NOVI, MI -- The U.S. Army of tomorrow faces many uncertainties, but its leaders believe that meticulous preparation today will ensure that the United States fields the world's greatest ground vehicle force in 2020, 2025 and beyond.

During the Michigan Chapter of the National Defense Industrial Association's 2014 Ground Vehicle Systems Engineering and Technology Symposium (GVSETS), Aug. 12-14, senior leaders from the U.S. Army addressed how they, in conjunction with ground vehicle industry and academic partners, will face a number of future challenges.

Hon. Heidi Shyu, Assistant Secretary of the Army for Acquisition, Logistics and Technology (ASA(ALT)), provided the 2014 GVSETS keynote address, focusing on the challenges facing the research, development and acquisition community in the coming years. "We must focus our scarce resources on developing the next generation of capabilities, by investing in our science and technology (S&T)," she said. "S&T is the seed corn for our future systems. I fought hard to preserve the S&T investments since we must provide the preeminent ground vehicle force."

Continued modernization, as well as development of leap-ahead capabilities, will ensure operability of the Army's fighting vehicles well past the 2040 time frame. "There is a solid track record of substantially improving the capabilities of the platforms we have," Shyu stated. "As we say, never send our Soldiers into a fair fight. Each of you here helps make that a reality."
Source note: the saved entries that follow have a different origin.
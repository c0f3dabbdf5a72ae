//! Adjudication response parsing.
//!
//! The adjudicator is asked for JSON, but models do not always comply, so
//! the parser accepts a few shapes and gives up (returns `None`) otherwise.
//!
//! # Supported Formats
//!
//! 1. **JSON** (preferred): `{"confidence": 0.8, "summary": "...", "agreements": [...], "disagreements": [...]}`
//! 2. **Labelled value**: `Confidence: 0.8`
//! 3. **Percentage**: `80%`
//! 4. **Standalone number** in `[0, 1]`

use serde_json::Value;

/// Parsed adjudicator answer
#[derive(Debug, Clone, PartialEq)]
pub struct AdjudicationVerdict {
    /// Convergence rating in `[0, 1]`
    pub confidence: f64,
    /// Rationale, if the adjudicator gave one
    pub summary: Option<String>,
    pub agreements: Vec<String>,
    pub disagreements: Vec<String>,
}

impl AdjudicationVerdict {
    fn score_only(confidence: f64) -> Self {
        Self {
            confidence,
            summary: None,
            agreements: Vec::new(),
            disagreements: Vec::new(),
        }
    }
}

/// Normalize a raw rating: `[0, 1]` as is, `(1, 100]` as a percentage.
fn normalize_score(raw: f64) -> Option<f64> {
    if !raw.is_finite() || raw < 0.0 {
        None
    } else if raw <= 1.0 {
        Some(raw)
    } else if raw <= 100.0 {
        Some(raw / 100.0)
    } else {
        None
    }
}

fn string_list(value: Option<&Value>) -> Vec<String> {
    value
        .and_then(|v| v.as_array())
        .map(|items| {
            items
                .iter()
                .filter_map(|item| item.as_str())
                .map(|s| s.trim().to_string())
                .filter(|s| !s.is_empty())
                .collect()
        })
        .unwrap_or_default()
}

fn parse_json(response: &str) -> Option<AdjudicationVerdict> {
    let start = response.find('{')?;
    let end = response.rfind('}')?;
    if end <= start {
        return None;
    }
    let parsed: Value = serde_json::from_str(&response[start..=end]).ok()?;

    let raw = match parsed.get("confidence")? {
        Value::Number(n) => n.as_f64()?,
        Value::String(s) => s.trim().trim_end_matches('%').parse::<f64>().ok()?,
        _ => return None,
    };

    let summary = parsed
        .get("summary")
        .and_then(|v| v.as_str())
        .map(|s| s.trim().to_string())
        .filter(|s| !s.is_empty());

    Some(AdjudicationVerdict {
        confidence: normalize_score(raw)?,
        summary,
        agreements: string_list(parsed.get("agreements")),
        disagreements: string_list(parsed.get("disagreements")),
    })
}

fn parse_plain(response: &str) -> Option<f64> {
    let lower = response.to_lowercase();

    // "confidence: 0.8" takes precedence over stray numbers
    if let Some(pos) = lower.find("confidence") {
        let rest = &lower[pos + "confidence".len()..];
        if let Some(word) = rest
            .split_whitespace()
            .map(|w| w.trim_matches(|c: char| c == ':' || c == '=' || c == ','))
            .find(|w| !w.is_empty())
            && let Some(score) = parse_number(word)
        {
            return Some(score);
        }
    }

    for word in lower.split_whitespace() {
        if let Some(pct) = word.trim_end_matches(['.', ',']).strip_suffix('%')
            && let Ok(num) = pct.parse::<f64>()
            && (0.0..=100.0).contains(&num)
        {
            return Some(num / 100.0);
        }
    }

    lower
        .split_whitespace()
        .filter_map(|w| {
            w.trim_matches(|c: char| !(c.is_ascii_digit() || c == '.'))
                .trim_end_matches('.')
                .parse::<f64>()
                .ok()
        })
        .find(|n| (0.0..=1.0).contains(n))
}

fn parse_number(word: &str) -> Option<f64> {
    let word = word.trim_end_matches(['.', ',']);
    if let Some(pct) = word.strip_suffix('%') {
        return pct
            .parse::<f64>()
            .ok()
            .filter(|n| (0.0..=100.0).contains(n))
            .map(|n| n / 100.0);
    }
    word.parse::<f64>().ok().and_then(normalize_score)
}

/// Parse the adjudicator's answer.
///
/// Returns `None` when no rating can be recovered; callers treat that as
/// the neutral score `0.5`.
///
/// # Examples
///
/// ```
/// use conclave_domain::consensus::parse_adjudication;
///
/// let v = parse_adjudication(r#"{"confidence": 0.9, "summary": "Aligned"}"#).unwrap();
/// assert_eq!(v.confidence, 0.9);
/// assert_eq!(v.summary.as_deref(), Some("Aligned"));
/// assert_eq!(parse_adjudication("Confidence: 0.4").unwrap().confidence, 0.4);
/// assert!(parse_adjudication("no idea").is_none());
/// ```
pub fn parse_adjudication(response: &str) -> Option<AdjudicationVerdict> {
    parse_json(response).or_else(|| parse_plain(response).map(AdjudicationVerdict::score_only))
}
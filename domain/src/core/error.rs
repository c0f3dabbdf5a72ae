//! Domain error types

use crate::discussion::DiscussionStatus;
use thiserror::Error;

/// Domain-level errors
#[derive(Error, Debug, Clone, PartialEq, Eq)]
pub enum DomainError {
    #[error("A discussion needs at least {min} roles, got {actual}")]
    TooFewRoles { min: usize, actual: usize },

    #[error("A discussion allows at most {max} roles, got {actual}")]
    TooManyRoles { max: usize, actual: usize },

    #[error("Duplicate role name: {0}")]
    DuplicateRole(String),

    #[error("Role name must not be empty")]
    EmptyRoleName,

    #[error("Reserved speaker name cannot be used as a role: {0}")]
    ReservedRoleName(String),

    #[error("Topic must not be empty")]
    EmptyTopic,

    #[error("Max turns must be at least 1")]
    ZeroMaxTurns,

    #[error("Message content must not be empty")]
    EmptyMessage,

    #[error("Discussion is {0}, no further messages can be appended")]
    NotAcceptingMessages(DiscussionStatus),

    #[error("Turn limit of {0} reached")]
    TurnLimitReached(u32),

    #[error("Cannot move discussion from {from} to {to}")]
    InvalidTransition {
        from: DiscussionStatus,
        to: DiscussionStatus,
    },
}

impl DomainError {
    /// Check if this error concerns the cast of roles
    pub fn is_roster_error(&self) -> bool {
        matches!(
            self,
            DomainError::TooFewRoles { .. }
                | DomainError::TooManyRoles { .. }
                | DomainError::DuplicateRole(_)
                | DomainError::EmptyRoleName
                | DomainError::ReservedRoleName(_)
        )
    }
}
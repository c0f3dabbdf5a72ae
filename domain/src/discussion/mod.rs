//! Discussion domain
//!
//! A [`Discussion`] is one run of the engine: a topic, a fixed cast of
//! [`Role`]s and an append-only transcript of [`Message`]s.
//!
//! # Lifecycle
//!
//! ```text
//!   Created ──start──▶ Active ──stop──────▶ Stopped
//!                        │
//!                        ├──consensus / max turns──▶ Completed
//!                        │
//!                        └──unrecoverable error────▶ Failed
//! ```
//!
//! `Stopped`, `Completed` and `Failed` are terminal: the transcript stays
//! readable but nothing more is appended.

pub mod entities;
pub mod event;
pub mod mention;
pub mod message;
pub mod role;

pub use entities::{Discussion, DiscussionId, DiscussionStatus};
pub use event::{DiscussionEvent, FailureClass};
pub use mention::{extract_mentions, mention_key};
pub use message::{Message, Speaker};
pub use role::Role;
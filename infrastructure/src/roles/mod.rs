//! Role suppliers

mod static_supplier;

pub use static_supplier::StaticRoleSupplier;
In order for the U.S. Army Tank Automotive Research, Development and Engineering Center (TARDEC) to continue its role as a leader in the ground vehicle community, TARDEC Director Dr. Paul Rogers discussed the importance of properly balancing efforts to improve Current Force effectiveness and provide superior capabilities for the Future Force. "We are using these two data points to drive our strategy and ensure that we stay balanced," Rogers remarked, adding that the organization is making key investments for the creation of a leaner force structure, a more expeditionary force and the ability to maintain overmatch capabilities.

TARDEC is working to develop advanced technologies that will enhance future platform development and current platform enhancements by exploring the art of the possible through advancements such as: electrified armor; turret and weapon subsystems; Modular Active Protection Systems (MAPS); blast technologies; lightweight structures; next generation engines; high-capacity track; and advanced battery technology. TARDEC has also placed a great deal of importance on exploring manned-unmanned ground vehicle teaming for mounted and dismounted units, coordinated unmanned air and unmanned ground system operations, improved 360-degree vision and the development of optionally-manned vehicles.

"These are investments we are making today which we believe will make a significant impact on Force 2025 and where the Army is trying to go," stated Rogers. "2040 seems like a lifetime away, and for many of us it will be, but if you start backing that up through the acquisition process and then through the technology development process, we need to be investing today in those underpinning technologies. 2040, for us, is today."

Maj. Gen. William Hix, Deputy Director, Army Capabilities Integration Center (ARCIC), led a U.S. Army TRADOC Leadership Panel: 2025 and Beyond, addressing many of the challenges the Army of tomorrow will face. "Things are going to happen more rapidly and more frequently as we go into the future," he explained. "We will see our adversaries with a wider range of capabilities due to greater access to technology and weapons and, perhaps more importantly, to the knowledge that goes with that, raising their sophistication in deploying these capabilities."

Hix said that it is important to continue to increase the Soldiers' capabilities while not overburdening them. "We have got to reduce the burden on our Soldiers, on our leaders and on our units," he said. "If systems are more complex, if our digital natives who are Soldiers in the U.S. Army are saying 'This is too hard,' then we are heading in the wrong direction."